I was enjoying a morning espresso at my favorite café in Rio the other day. I'm usually a big cup of coffee person, but the quick bite of espresso serves a purpose. It is focused in its objective.
Bigger isn't always better.
I was preparing for a client meeting. The discussion that I wanted to have with my client was about focus, about nailing their value proposition and traction before looking to expand too quickly.
All too often, risk-taking is equated with rapid expansion. ("Let's take a risk and launch in other cities"; "Let's launch that second product now.")
I'm a big believer in focus. My client had launched in Sao Paulo, a market big enough to scale the company significantly for at least two years. They were looking to start operations in a few other cities in Brazil, and even in another country.
We discussed the opportunity cost of such expansion:
How much management focus would be lost in the Sao Paulo operation?

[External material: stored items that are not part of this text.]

//! WebView shell for sharemarks using `wry` + `tao`.
//!
//! Architecture:
//! - The single internal page is served via the `sm://` custom protocol.
//! - IPC from JS → Rust via `window.ipc.postMessage()`, carrying
//!   `{"cmd": …}` JSON that is translated into controller events.
//! - Updates flow back as `evaluate_script` calls built from controller
//!   directives; the list and picker are replaced wholesale.

use std::process::Command;
use std::sync::{Arc, Mutex};
use std::thread;
use std::time::Duration;

use tao::event::{Event, WindowEvent};
use tao::event_loop::{ControlFlow, EventLoop, EventLoopBuilder, EventLoopProxy};
use tao::window::WindowBuilder;
use wry::WebViewBuilder;

use crate::app::App;
use crate::controller::{self, UiDirective, UiEvent};

#[derive(Debug)]
enum UserEvent {
    EvalScript(String),
    /// Posted by a copy-label timer when its delay elapses.
    ResetCopyLabel(i64),
}

const PAGE_CSS: &str = r#"
:root{--bg:#0d1117;--panel:#161b22;--fg:#e6edf3;--muted:#7d8590;--border:#30363d;--accent:#58a6ff;--danger:#f85149;--radius:8px;--font:-apple-system,BlinkMacSystemFont,'Segoe UI','Noto Sans',Helvetica,Arial,sans-serif}
*{margin:0;padding:0;box-sizing:border-box}
body{font-family:var(--font);background:var(--bg);color:var(--fg);padding:32px}
main{max-width:720px;margin:0 auto}
h1{font-size:24px;margin-bottom:16px}
h2{font-size:18px;margin:24px 0 12px}
h3{font-size:16px;margin-bottom:4px}
label{display:block;color:var(--muted);margin:10px 0 4px;font-size:13px}
select,input,textarea{width:100%;background:var(--panel);color:var(--fg);border:1px solid var(--border);border-radius:var(--radius);padding:8px 10px;font-family:var(--font);font-size:14px}
select{width:auto;min-width:220px}
button{background:var(--panel);color:var(--fg);border:1px solid var(--border);border-radius:var(--radius);padding:6px 12px;font-size:13px;cursor:pointer;margin-right:8px}
button:hover{border-color:var(--accent)}
ul{list-style:none;margin-top:16px}
li article{background:var(--panel);border:1px solid var(--border);border-radius:var(--radius);padding:16px;margin-bottom:12px}
li hr{display:none}
article a{color:var(--accent);text-decoration:none}
article p{margin:6px 0;color:var(--fg)}
article time{display:block;color:var(--muted);font-size:12px;margin-bottom:8px}
#empty-message{color:var(--muted);margin-top:16px}
#form-error{color:var(--danger);min-height:18px;margin:8px 0;font-size:13px}
form button[type=submit]{margin-top:4px}
"#;

const PAGE_BODY: &str = r#"
<main>
<h1>Shared Bookmarks</h1>
<section>
<label for='user-select'>User</label>
<select id='user-select'></select>
</section>
<p id='empty-message' hidden>No bookmarks yet. Add the first one below!</p>
<ul id='bookmark-list'></ul>
<form id='bookmark-form'>
<h2>Add a bookmark</h2>
<label for='url'>URL</label>
<input id='url' name='url' type='text' placeholder='https://example.com'>
<label for='title'>Title</label>
<input id='title' name='title' type='text'>
<label for='description'>Description</label>
<textarea id='description' name='description' rows='3'></textarea>
<p id='form-error' role='alert'></p>
<button type='submit'>Add Bookmark</button>
</form>
</main>
"#;

const PAGE_JS: &str = r#"
function send(cmd, extra) {
  var msg = Object.assign({cmd: cmd}, extra || {});
  window.ipc.postMessage(JSON.stringify(msg));
}
document.getElementById('user-select').addEventListener('change', function(e) {
  send('select_user', {user_id: e.target.value});
});
document.getElementById('bookmark-form').addEventListener('submit', function(e) {
  e.preventDefault();
  send('submit_bookmark', {
    url: document.getElementById('url').value,
    title: document.getElementById('title').value,
    description: document.getElementById('description').value
  });
});
document.getElementById('bookmark-list').addEventListener('click', function(e) {
  if (e.target.classList.contains('copy-btn')) {
    send('copy_url', {id: parseInt(e.target.dataset.id, 10)});
  }
  if (e.target.classList.contains('like-btn')) {
    send('like_bookmark', {id: parseInt(e.target.dataset.id, 10)});
  }
});
send('ui_ready');
"#;

/// Builds the single internal page.
fn page_html() -> String {
    let mut html = String::with_capacity(PAGE_CSS.len() + PAGE_BODY.len() + PAGE_JS.len() + 200);
    html.push_str(
        "<!DOCTYPE html><html><head><meta charset=\"UTF-8\"><title>Shared Bookmarks</title><style>",
    );
    html.push_str(PAGE_CSS);
    html.push_str("</style></head><body>");
    html.push_str(PAGE_BODY);
    html.push_str("<script>");
    html.push_str(PAGE_JS);
    html.push_str("</script></body></html>");
    html
}

// ─── IPC handler ───

/// Translates one page IPC message into a controller event.
fn handle_ipc(message: &str) -> Option<UiEvent> {
    let msg: serde_json::Value = serde_json::from_str(message).ok()?;
    let cmd = msg.get("cmd")?.as_str()?;

    match cmd {
        "ui_ready" => Some(UiEvent::UiReady),

        "select_user" => {
            let user_id = msg.get("user_id").and_then(|v| v.as_str()).unwrap_or("");
            Some(UiEvent::SelectUser {
                user_id: user_id.to_string(),
            })
        }

        "submit_bookmark" => Some(UiEvent::SubmitBookmark {
            url: msg
                .get("url")
                .and_then(|v| v.as_str())
                .unwrap_or("")
                .to_string(),
            title: msg
                .get("title")
                .and_then(|v| v.as_str())
                .unwrap_or("")
                .to_string(),
            description: msg
                .get("description")
                .and_then(|v| v.as_str())
                .unwrap_or("")
                .to_string(),
        }),

        "copy_url" => msg
            .get("id")
            .and_then(|v| v.as_i64())
            .map(|bookmark_id| UiEvent::CopyUrl { bookmark_id }),

        "like_bookmark" => msg
            .get("id")
            .and_then(|v| v.as_i64())
            .map(|bookmark_id| UiEvent::LikeBookmark { bookmark_id }),

        _ => None,
    }
}

/// Clips a message for logging to at most `max` bytes without splitting a
/// character. Submit payloads carry raw form text, so any byte may be
/// mid-character.
fn log_preview(message: &str, max: usize) -> &str {
    if message.len() <= max {
        return message;
    }
    let mut end = max;
    while !message.is_char_boundary(end) {
        end -= 1;
    }
    &message[..end]
}

// ─── New-window requests ───

/// True for URLs that may leave the app for the system browser. Internal
/// pages and other schemes (`javascript:`, `file:`) are dropped.
fn is_external_url(url: &str) -> bool {
    url.starts_with("http://") || url.starts_with("https://")
}

/// Opens a URL in the platform's default browser. Best-effort: a spawn
/// failure is logged and the request is dropped.
fn open_external(url: &str) {
    #[cfg(target_os = "linux")]
    let spawned = Command::new("xdg-open").arg(url).spawn();

    #[cfg(target_os = "macos")]
    let spawned = Command::new("open").arg(url).spawn();

    #[cfg(target_os = "windows")]
    let spawned = Command::new("cmd").args(["/C", "start", "", url]).spawn();

    if let Err(e) = spawned {
        eprintln!("[NW] Failed to open {}: {}", url, e);
    }
}

// ─── Directive application ───

/// Converts directives into page scripts and timers. Scripts are posted to
/// the event loop; `ScheduleCopyLabelReset` spawns a thread that posts the
/// reset event when the delay elapses.
fn dispatch(directives: Vec<UiDirective>, proxy: &EventLoopProxy<UserEvent>) {
    for directive in directives {
        match directive {
            UiDirective::ScheduleCopyLabelReset {
                bookmark_id,
                delay_ms,
            } => {
                let timer_proxy = proxy.clone();
                thread::spawn(move || {
                    thread::sleep(Duration::from_millis(delay_ms));
                    let _ = timer_proxy.send_event(UserEvent::ResetCopyLabel(bookmark_id));
                });
            }
            other => {
                if let Some(js) = directive_script(&other) {
                    let _ = proxy.send_event(UserEvent::EvalScript(js));
                }
            }
        }
    }
}

/// Renders one directive as a page script. `ScheduleCopyLabelReset` has no
/// script form and returns `None`.
fn directive_script(directive: &UiDirective) -> Option<String> {
    match directive {
        UiDirective::RenderUserOptions { options_html } => Some(format!(
            "document.getElementById('user-select').innerHTML = {};",
            js_string(options_html)
        )),

        UiDirective::RenderBookmarks {
            list_html,
            show_empty_message,
        } => Some(format!(
            "document.getElementById('bookmark-list').innerHTML = {}; document.getElementById('empty-message').hidden = {};",
            js_string(list_html),
            !show_empty_message
        )),

        UiDirective::ShowFormError { message } => Some(format!(
            "document.getElementById('form-error').textContent = {};",
            js_string(message)
        )),

        UiDirective::ClearFormError => {
            Some("document.getElementById('form-error').textContent = '';".to_string())
        }

        UiDirective::ShowAlert { message } => Some(format!("alert({});", js_string(message))),

        UiDirective::ResetForm => {
            Some("document.getElementById('bookmark-form').reset();".to_string())
        }

        // Best-effort: the promise rejection is swallowed
        UiDirective::CopyToClipboard { url } => Some(format!(
            "navigator.clipboard.writeText({}).catch(function() {{}});",
            js_string(url)
        )),

        UiDirective::SetCopyLabel { bookmark_id, label } => Some(format!(
            "var b = document.querySelector('.copy-btn[data-id=\"{}\"]'); if (b) b.textContent = {};",
            bookmark_id,
            js_string(label)
        )),

        UiDirective::ScheduleCopyLabelReset { .. } => None,
    }
}

/// Encodes a string as a JS string literal.
fn js_string(value: &str) -> String {
    serde_json::to_string(value).unwrap_or_else(|_| "\"\"".to_string())
}

// ─── Main entry point ───

pub fn run() {
    let app = App::open_default().expect("Failed to initialize sharemarks");
    let state = Arc::new(Mutex::new(app));

    let event_loop: EventLoop<UserEvent> = EventLoopBuilder::with_user_event().build();
    let proxy = event_loop.create_proxy();

    let window = WindowBuilder::new()
        .with_title("Shared Bookmarks")
        .with_inner_size(tao::dpi::LogicalSize::new(900.0, 720.0))
        .build(&event_loop)
        .expect("Failed to create window");

    let ipc_state = state.clone();
    let ipc_proxy = proxy.clone();

    let builder = WebViewBuilder::new()
        .with_custom_protocol("sm".into(), move |_wv_id, _request| {
            // One internal page regardless of path
            wry::http::Response::builder()
                .header("Content-Type", "text/html; charset=utf-8")
                .body(page_html().into_bytes().into())
                .unwrap()
        })
        .with_url("sm://localhost/")
        .with_ipc_handler(move |msg: wry::http::Request<String>| {
            let body = msg.body().as_str();
            eprintln!("[IPC] {}", log_preview(body, 200));
            if let Some(event) = handle_ipc(body) {
                let directives = {
                    let mut s = ipc_state.lock().unwrap();
                    controller::handle_event(&mut s, event)
                };
                dispatch(directives, &ipc_proxy);
            }
        })
        // Bookmark links open in a new tab; there is no second window, so
        // hand them to the system browser instead.
        .with_new_window_req_handler(|url, _features| {
            eprintln!("[NW] {}", url);
            if is_external_url(&url) {
                open_external(&url);
            }
            wry::NewWindowResponse::Deny
        })
        .with_devtools(cfg!(debug_assertions));

    #[cfg(target_os = "linux")]
    let webview = {
        use tao::platform::unix::WindowExtUnix;
        use wry::WebViewBuilderExtUnix;
        let vbox = window.default_vbox().expect("Failed to get GTK vbox");
        builder.build_gtk(vbox).expect("Failed to create WebView")
    };

    #[cfg(not(target_os = "linux"))]
    let webview = builder.build(&window).expect("Failed to create WebView");

    let loop_proxy = proxy.clone();

    event_loop.run(move |event, _, control_flow| {
        *control_flow = ControlFlow::Wait;

        match event {
            Event::WindowEvent {
                event: WindowEvent::CloseRequested,
                ..
            } => {
                *control_flow = ControlFlow::Exit;
            }

            Event::UserEvent(user_event) => match user_event {
                UserEvent::EvalScript(js) => {
                    let _ = webview.evaluate_script(&js);
                }
                UserEvent::ResetCopyLabel(bookmark_id) => {
                    let directives = {
                        let mut s = state.lock().unwrap();
                        controller::handle_event(&mut s, UiEvent::ResetCopyLabel { bookmark_id })
                    };
                    dispatch(directives, &loop_proxy);
                }
            },

            _ => {}
        }
    });
}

Will new fundraising efforts (time! Management focus!) be required?
Does expansion to other cities add intrinsic value to the business model now?
Do we risk that competition emerges/catches up before we claim the space?
Focus assures all resources are aimed at the prize. Densification is a big piece of that. The more our resources are applied to a contained geography (and/or product, market), the quicker we gain traction, the quicker our product evolves, the better we get.
Of course, expansion is an important element for a startup. The question is, when? All too often, in my experience, the desire to expand begins to rear its head well in advance of traction and readiness.
Keep the team focused on proving the model, gaining market traction and claiming the space before expansion. Try to resist the urge to dilute your resources and focus too early.
Remember that little cup of espresso. Bigger isn't always better.